╭─ Exercise materials
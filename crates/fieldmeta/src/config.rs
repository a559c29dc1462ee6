use anyhow::{anyhow, Result};
use directories::{BaseDirs, ProjectDirs};
use figment::{
    providers::{Env, Format, Serialized, Toml},
    Figment,
};
use serde::{Deserialize, Serialize};
use std::path::{Path, PathBuf};

/// Connection settings and defaults for the field commands
#[derive(Debug, Deserialize, Serialize, Default, PartialEq)]
pub struct Config {
    /// Jira instance URL
    pub url: Option<String>,
    /// Username for Basic Auth; Bearer auth is used when absent
    pub user: Option<String>,
    /// API token, password or personal access token
    pub token: Option<String>,
    /// Default project key or name
    pub project: Option<String>,
    /// Default issue type name
    pub issue_type: Option<String>,
}

impl Config {
    pub fn load(config_path: Option<PathBuf>) -> Result<Self> {
        let mut figment = Figment::new().merge(Serialized::defaults(Config::default()));

        let explicit_path = config_path.as_deref();
        if let Some(path) = explicit_path {
            if !path.exists() {
                return Err(anyhow!("Config file not found: {}", path.display()));
            }
        }

        for path in config_paths(explicit_path) {
            if path.exists() {
                figment = figment.merge(Toml::file(path));
            }
        }

        figment = figment.merge(Env::prefixed("FIELDMETA_").only(&[
            "url",
            "user",
            "token",
            "project",
            "issue_type",
        ]));

        figment
            .extract()
            .map_err(|e| anyhow!("Failed to load config: {}", e))
    }

    pub fn merge_with_cli(
        &mut self,
        cli_url: Option<String>,
        cli_user: Option<String>,
        cli_token: Option<String>,
    ) {
        if let Some(url) = cli_url {
            self.url = Some(url);
        }
        if let Some(user) = cli_user {
            self.user = Some(user);
        }
        if let Some(token) = cli_token {
            self.token = Some(token);
        }
    }

    /// Ensure the settings needed to reach the server are present
    pub fn validate(&self) -> Result<()> {
        if self.url.is_none() {
            return Err(anyhow!(
                "Jira URL not configured. Set via --url, FIELDMETA_URL env var, or config file"
            ));
        }
        if self.token.is_none() {
            return Err(anyhow!(
                "Jira token not configured. Set via --token, FIELDMETA_TOKEN env var, or config file"
            ));
        }
        Ok(())
    }
}

fn config_paths(explicit: Option<&Path>) -> Vec<PathBuf> {
    let mut paths = Vec::new();

    if let Some(path) = explicit {
        paths.push(path.to_path_buf());
        return paths;
    }

    if let Some(path) = get_project_config_path() {
        push_unique(&mut paths, path);
    }
    if let Some(path) = get_xdg_config_path() {
        push_unique(&mut paths, path);
    }
    if let Some(path) = get_local_config_path() {
        push_unique(&mut paths, path);
    }

    paths
}

fn push_unique(paths: &mut Vec<PathBuf>, path: PathBuf) {
    if !paths.contains(&path) {
        paths.push(path);
    }
}

fn get_project_config_path() -> Option<PathBuf> {
    ProjectDirs::from("", "", "fieldmeta").map(|d| d.config_dir().join("config.toml"))
}

fn get_xdg_config_path() -> Option<PathBuf> {
    if let Some(dir) = std::env::var_os("XDG_CONFIG_HOME") {
        return Some(PathBuf::from(dir).join("fieldmeta").join("config.toml"));
    }

    BaseDirs::new().map(|dirs| {
        dirs.home_dir()
            .join(".config")
            .join("fieldmeta")
            .join("config.toml")
    })
}

fn get_local_config_path() -> Option<PathBuf> {
    std::env::current_dir()
        .ok()
        .map(|dir| dir.join(".fieldmeta.toml"))
}

#[cfg(test)]
mod tests {
    use super::*;

    #[test]
    fn explicit_config_file_is_loaded() {
        figment::Jail::expect_with(|jail| {
            jail.create_file(
                "custom.toml",
                r#"
                url = "https://jira.example.com"
                token = "secret"
                project = "OPS"
                issue_type = "Bug"
                "#,
            )?;

            let config = Config::load(Some(PathBuf::from("custom.toml"))).unwrap();
            assert_eq!(config.url.as_deref(), Some("https://jira.example.com"));
            assert_eq!(config.project.as_deref(), Some("OPS"));
            assert_eq!(config.issue_type.as_deref(), Some("Bug"));
            assert!(config.user.is_none());
            Ok(())
        });
    }

    #[test]
    fn env_overrides_file() {
        figment::Jail::expect_with(|jail| {
            jail.create_file("custom.toml", r#"url = "https://file.example.com""#)?;
            jail.set_env("FIELDMETA_URL", "https://env.example.com");
            jail.set_env("FIELDMETA_ISSUE_TYPE", "Story");

            let config = Config::load(Some(PathBuf::from("custom.toml"))).unwrap();
            assert_eq!(config.url.as_deref(), Some("https://env.example.com"));
            assert_eq!(config.issue_type.as_deref(), Some("Story"));
            Ok(())
        });
    }

    #[test]
    fn missing_explicit_config_is_an_error() {
        let err = Config::load(Some(PathBuf::from("/definitely/not/here.toml"))).unwrap_err();
        assert!(err.to_string().contains("Config file not found"));
    }

    #[test]
    fn cli_values_win_and_validate() {
        let mut config = Config::default();
        assert!(config.validate().is_err());

        config.merge_with_cli(
            Some("https://jira.example.com".into()),
            None,
            Some("pat".into()),
        );
        assert!(config.validate().is_ok());
    }
}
╰─
About this exercise: The material must be duplicated in full, with each line kept exact.

Written reply:
filename crates/fieldmeta/src/config.rs
repository a559c29dc1462ee6
use anyhow::{anyhow, Result};
use directories::{BaseDirs, ProjectDirs};
use figment::{
    providers::{Env, Format, Serialized, Toml},
    Figment,
};
use serde::{Deserialize, Serialize};
use std::path::{Path, PathBuf};

/// Connection settings and defaults for the field commands
#[derive(Debug, Deserialize, Serialize, Default, PartialEq)]
pub struct Config {
    /// Jira instance URL
    pub url: Option<String>,
    /// Username for Basic Auth; Bearer auth is used when absent
    pub user: Option<String>,
    /// API token, password or personal access token
    pub token: Option<String>,
    /// Default project key or name
    pub project: Option<String>,
    /// Default issue type name
    pub issue_type: Option<String>,
}

impl Config {
    pub fn load(config_path: Option<PathBuf>) -> Result<Self> {
        let mut figment = Figment::new().merge(Serialized::defaults(Config::default()));

        let explicit_path = config_path.as_deref();
        if let Some(path) = explicit_path {
            if !path.exists() {
                return Err(anyhow!("Config file not found: {}", path.display()));
            }
        }

        for path in config_paths(explicit_path) {
            if path.exists() {
                figment = figment.merge(Toml::file(path));
            }
        }

        figment = figment.merge(Env::prefixed("FIELDMETA_").only(&[
            "url",
            "user",
            "token",
            "project",
            "issue_type",
        ]));

        figment
            .extract()
            .map_err(|e| anyhow!("Failed to load config: {}", e))
    }

    pub fn merge_with_cli(
        &mut self,
        cli_url: Option<String>,
        cli_user: Option<String>,
        cli_token: Option<String>,
    ) {
        if let Some(url) = cli_url {
            self.url = Some(url);
        }
        if let Some(user) = cli_user {
            self.user = Some(user);
        }
        if let Some(token) = cli_token {
            self.token = Some(token);
        }
    }

    /// Ensure the settings needed to reach the server are present
    pub fn validate(&self) -> Result<()> {
        if self.url.is_none() {
            return Err(anyhow!(
                "Jira URL not configured. Set via --url, FIELDMETA_URL env var, or config file"
            ));
        }
        if self.token.is_none() {
            return Err(anyhow!(
                "Jira token not configured. Set via --token, FIELDMETA_TOKEN env var, or config file"
            ));
        }
        Ok(())
    }
}

fn config_paths(explicit: Option<&Path>) -> Vec<PathBuf> {
    let mut paths = Vec::new();

    if let Some(path) = explicit {
        paths.push(path.to_path_buf());
        return paths;
    }

    if let Some(path) = get_project_config_path() {
        push_unique(&mut paths, path);
    }
    if let Some(path) = get_xdg_config_path() {
        push_unique(&mut paths, path);
    }
    if let Some(path) = get_local_config_path() {
        push_unique(&mut paths, path);
    }

    paths
}

fn push_unique(paths: &mut Vec<PathBuf>, path: PathBuf) {
    if !paths.contains(&path) {
        paths.push(path);
    }
}

fn get_project_config_path() -> Option<PathBuf> {
    ProjectDirs::from("", "", "fieldmeta").map(|d| d.config_dir().join("config.toml"))
}

fn get_xdg_config_path() -> Option<PathBuf> {
    if let Some(dir) = std::env::var_os("XDG_CONFIG_HOME") {
        return Some(PathBuf::from(dir).join("fieldmeta").join("config.toml"));
    }

    BaseDirs::new().map(|dirs| {
        dirs.home_dir()
            .join(".config")
            .join("fieldmeta")
            .join("config.toml")
    })
}

fn get_local_config_path() -> Option<PathBuf> {
    std::env::current_dir()
        .ok()
        .map(|dir| dir.join(".fieldmeta.toml"))
}

#[cfg(test)]
mod tests {
    use super::*;

    #[test]
    fn explicit_config_file_is_loaded() {
        figment::Jail::expect_with(|jail| {
            jail.create_file(
                "custom.toml",
                r#"
                url = "https://jira.example.com"
                token = "secret"
                project = "OPS"
                issue_type = "Bug"
                "#,
            )?;

            let config = Config::load(Some(PathBuf::from("custom.toml"))).unwrap();
            assert_eq!(config.url.as_deref(), Some("https://jira.example.com"));
            assert_eq!(config.project.as_deref(), Some("OPS"));
            assert_eq!(config.issue_type.as_deref(), Some("Bug"));
            assert!(config.user.is_none());
            Ok(())
        });
    }

    #[test]
    fn env_overrides_file() {
        figment::Jail::expect_with(|jail| {
            jail.create_file("custom.toml", r#"url = "https://file.example.com""#)?;
            jail.set_env("FIELDMETA_URL", "https://env.example.com");
            jail.set_env("FIELDMETA_ISSUE_TYPE", "Story");

            let config = Config::load(Some(PathBuf::from("custom.toml"))).unwrap();
            assert_eq!(config.url.as_deref(), Some("https://env.example.com"));
            assert_eq!(config.issue_type.as_deref(), Some("Story"));
            Ok(())
        });
    }

    #[test]
    fn missing_explicit_config_is_an_error() {
        let err = Config::load(Some(PathBuf::from("/definitely/not/here.toml"))).unwrap_err();
        assert!(err.to_string().contains("Config file not found"));
    }

    #[test]
    fn cli_values_win_and_validate() {
        let mut config = Config::default();
        assert!(config.validate().is_err());

        config.merge_with_cli(
            Some("https://jira.example.com".into()),
            None,
            Some("pat".into()),
        );
        assert!(config.validate().is_ok());
    }
}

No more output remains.